What crazed logic lay behind these deprivations? Impossible to tell, but the prison authorities kept saying a single word over and over, like a mantra, and the word was detoxification. A word packed with menace, the sort of word of which Ada would take diabolical pleasure in pronouncing all six syllables....
Disheartened, he downloaded music at random--Chopin's étude "Winter Winds," as it happened--and flung himself onto one of the bunks. The prison doctor, a short, angular woman who seemed to bear a grudge against the whole universe--Dr Aligoté was her name--had assured him with a grim smile that he was about to have a hard time with detoxification--détoxication, actually, as she spoke in French--but she meant detoxification sure enough. Now he couldn't get it out of his mind. Detoxification. He muttered the word over and over....

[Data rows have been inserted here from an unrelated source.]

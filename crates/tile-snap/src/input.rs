//! Pointer and modifier events fed to the drag controller.

use bitflags::bitflags;
use serde::{Deserialize, Serialize};
use tile_geom::Point;

bitflags! {
    /// Modifier keys held during an event. Bit values match the host's
    /// event flag mask so raw flags can be passed straight through.
    #[derive(Debug, Clone, Copy, PartialEq, Eq, Hash, Default, Serialize, Deserialize)]
    pub struct ModifierFlags: u64 {
        /// Shift.
        const SHIFT = 1 << 17;
        /// Control.
        const CONTROL = 1 << 18;
        /// Option.
        const OPTION = 1 << 19;
        /// Command.
        const COMMAND = 1 << 20;
    }
}

/// A global input event. Locations are bottom-left desktop coordinates.
#[derive(Debug, Clone, Copy, PartialEq, Serialize, Deserialize)]
pub enum InputEvent {
    /// Left button pressed.
    PointerDown {
        /// Pointer location.
        location: Point,
        /// Modifiers held at the time.
        modifiers: ModifierFlags,
    },
    /// Pointer moved with the left button held.
    PointerDragged {
        /// Pointer location.
        location: Point,
        /// Modifiers held at the time.
        modifiers: ModifierFlags,
    },
    /// Left button released.
    PointerUp {
        /// Pointer location.
        location: Point,
        /// Modifiers held at the time.
        modifiers: ModifierFlags,
    },
    /// Modifier state changed without pointer movement.
    FlagsChanged {
        /// Modifiers now held.
        modifiers: ModifierFlags,
    },
}

impl InputEvent {
    /// Modifiers carried by the event.
    pub fn modifiers(&self) -> ModifierFlags {
        match *self {
            Self::PointerDown { modifiers, .. }
            | Self::PointerDragged { modifiers, .. }
            | Self::PointerUp { modifiers, .. }
            | Self::FlagsChanged { modifiers } => modifiers,
        }
    }

    /// Pointer location, if the event has one.
    pub fn location(&self) -> Option<Point> {
        match *self {
            Self::PointerDown { location, .. }
            | Self::PointerDragged { location, .. }
            | Self::PointerUp { location, .. } => Some(location),
            Self::FlagsChanged { .. } => None,
        }
    }
}

#[cfg(test)]
mod tests {
    use super::*;

    #[test]
    fn events_round_trip_through_ron() {
        let ev = InputEvent::PointerDragged {
            location: Point::new(10.0, 20.0),
            modifiers: ModifierFlags::SHIFT | ModifierFlags::COMMAND,
        };
        let text = ron::to_string(&ev).expect("serialize");
        let back: InputEvent = ron::from_str(&text).expect("parse");
        assert_eq!(back, ev);
        assert_eq!(back.location(), Some(Point::new(10.0, 20.0)));
        assert!(back.modifiers().contains(ModifierFlags::COMMAND));
    }

    #[test]
    fn flags_keep_host_bits() {
        assert_eq!(ModifierFlags::SHIFT.bits(), 0x2_0000);
        assert_eq!(ModifierFlags::COMMAND.bits(), 0x10_0000);
        let raw = ModifierFlags::from_bits_truncate(0x10_0000 | 0x100);
        assert_eq!(raw, ModifierFlags::COMMAND);
    }
}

The icy treble tones of the the piano matched his mood. He didn't doubt his prison time would be hard. No lunch, for a start--that was hard enough. He already felt, not hungry exactly, but a trifle woozy, and at a loss how to fill in the hours he habitually devoted to the one activity that gave meaning to life.... But detoxification? From what toxin? Primarily meds, Dr Aligoté seemed to think, but that was ridiculous. Meds were, after all, health products, and it wasn't as if one had used irresponsibly. One had in fact taken only those that were FDA approved as safe and effective, had resisted the temptation of cut-rate versions from backward places like Canada with their cheap, shoddy, liberal socialized medicine, had sedulously followed physicians' orders as to dosage and so on and so forth....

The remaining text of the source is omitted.